我正在尝试获取数据集的精确样本,但我不明白为什么种子和分数以它们的方式相互作用。
使用Spark 2.3.0文档:
sample(withReplacement=None, fraction=None, seed=None)
原始数据集:
+---+----------+----------+-----+
| id| name| test|score|
+---+----------+----------+-----+
| 1|Chun |SQL | 75|
| 2|Chun |Tuning | 73|
| 3|Esben |SQL | 43|
| 4|Esben |Tuning | 31|
| 5|Kaolin |SQL | 56|
| 6|Kaolin |Tuning | 88|
| 7|Tatiana |SQL | 87|
| 8|Tatiana |Tuning | 83|
+---+----------+----------+-----+
df_sample = df.sample(False, 0.5, 111)
df_sample.show()
输出:
+---+----------+----------+-----+
| id| name| test|score|
+---+----------+----------+-----+
| 1|Chun |SQL | 75|
| 2|Chun |Tuning | 73|
| 4|Esben |Tuning | 31|
| 5|Kaolin |SQL | 56|
| 6|Kaolin |Tuning | 88|
+---+----------+----------+-----+
预期的输出应始终产生4的样本大小,但是由于某种原因,当我更改种子(在这种情况下为111)时,样本大小也会发生变化。
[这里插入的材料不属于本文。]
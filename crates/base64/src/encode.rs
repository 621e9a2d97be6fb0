//! Standard base64 encoding, one-shot and incremental.

use crate::constants::{ALPHABET_BYTES, PAD};

/// Incremental base64 encoder.
///
/// Input may arrive in chunks of any size; bytes that do not complete a
/// 3-byte group are carried into the next [`update`](Self::update) call and
/// padded by [`finish`](Self::finish).
///
/// # Example
///
/// ```
/// use docstream_base64::Base64Encoder;
///
/// let mut out = Vec::new();
/// let mut encoder = Base64Encoder::new();
/// encoder.update(b"Hello ", &mut out);
/// encoder.update(b"world!", &mut out);
/// encoder.finish(&mut out);
/// assert_eq!(out, b"SGVsbG8gd29ybGQh");
/// ```
#[derive(Debug, Default, Clone)]
pub struct Base64Encoder {
    carry: [u8; 2],
    carry_len: usize,
}

impl Base64Encoder {
    pub fn new() -> Self {
        Self::default()
    }

    /// Number of input bytes held back waiting for a complete group.
    pub fn pending(&self) -> usize {
        self.carry_len
    }

    /// Encodes `input`, appending every complete quartet to `out`.
    pub fn update(&mut self, mut input: &[u8], out: &mut Vec<u8>) {
        out.reserve((self.carry_len + input.len()) / 3 * 4);
        if self.carry_len > 0 {
            let need = 3 - self.carry_len;
            if input.len() < need {
                self.carry[self.carry_len..self.carry_len + input.len()].copy_from_slice(input);
                self.carry_len += input.len();
                return;
            }
            let mut group = [0u8; 3];
            group[..self.carry_len].copy_from_slice(&self.carry[..self.carry_len]);
            group[self.carry_len..].copy_from_slice(&input[..need]);
            push_group(&group, out);
            input = &input[need..];
            self.carry_len = 0;
        }
        let mut groups = input.chunks_exact(3);
        for group in &mut groups {
            push_group(group, out);
        }
        let rest = groups.remainder();
        self.carry[..rest.len()].copy_from_slice(rest);
        self.carry_len = rest.len();
    }

    /// Encodes the carried bytes with padding. The encoder is empty afterwards.
    pub fn finish(&mut self, out: &mut Vec<u8>) {
        match self.carry_len {
            1 => {
                let o1 = self.carry[0];
                out.push(ALPHABET_BYTES[(o1 >> 2) as usize]);
                out.push(ALPHABET_BYTES[((o1 & 0b11) << 4) as usize]);
                out.push(PAD);
                out.push(PAD);
            }
            2 => {
                let o1 = self.carry[0];
                let o2 = self.carry[1];
                out.push(ALPHABET_BYTES[(o1 >> 2) as usize]);
                out.push(ALPHABET_BYTES[(((o1 & 0b11) << 4) | (o2 >> 4)) as usize]);
                out.push(ALPHABET_BYTES[((o2 & 0b1111) << 2) as usize]);
                out.push(PAD);
            }
            _ => {}
        }
        self.carry_len = 0;
    }
}

#[inline]
fn push_group(group: &[u8], out: &mut Vec<u8>) {
    let (o1, o2, o3) = (group[0], group[1], group[2]);
    out.push(ALPHABET_BYTES[(o1 >> 2) as usize]);
    out.push(ALPHABET_BYTES[(((o1 & 0b11) << 4) | (o2 >> 4)) as usize]);
    out.push(ALPHABET_BYTES[(((o2 & 0b1111) << 2) | (o3 >> 6)) as usize]);
    out.push(ALPHABET_BYTES[(o3 & 0b111111) as usize]);
}

/// Encodes a byte slice to a standard base64 string.
///
/// # Example
///
/// ```
/// use docstream_base64::to_base64;
///
/// let encoded = to_base64(b"hello world");
/// assert_eq!(encoded, "aGVsbG8gd29ybGQ=");
/// ```
pub fn to_base64(uint8: &[u8]) -> String {
    let mut out = Vec::with_capacity((uint8.len() + 2) / 3 * 4);
    let mut encoder = Base64Encoder::new();
    encoder.update(uint8, &mut out);
    encoder.finish(&mut out);
    // The alphabet and padding are ASCII.
    out.into_iter().map(char::from).collect()
}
谁能确切解释“分数”和“种子”的作用,以及为什么会这样?这是一个示例:
df_sample = df.sample(False, 0.5, 45)
df_sample.show()
输出:
+---+----------+----------+-----+
| id| name| test|score|
+---+----------+----------+-----+
| 1|Chun |SQL | 75|
| 3|Esben |SQL | 43|
| 8|Tatiana |Tuning | 83|
+---+----------+----------+-----+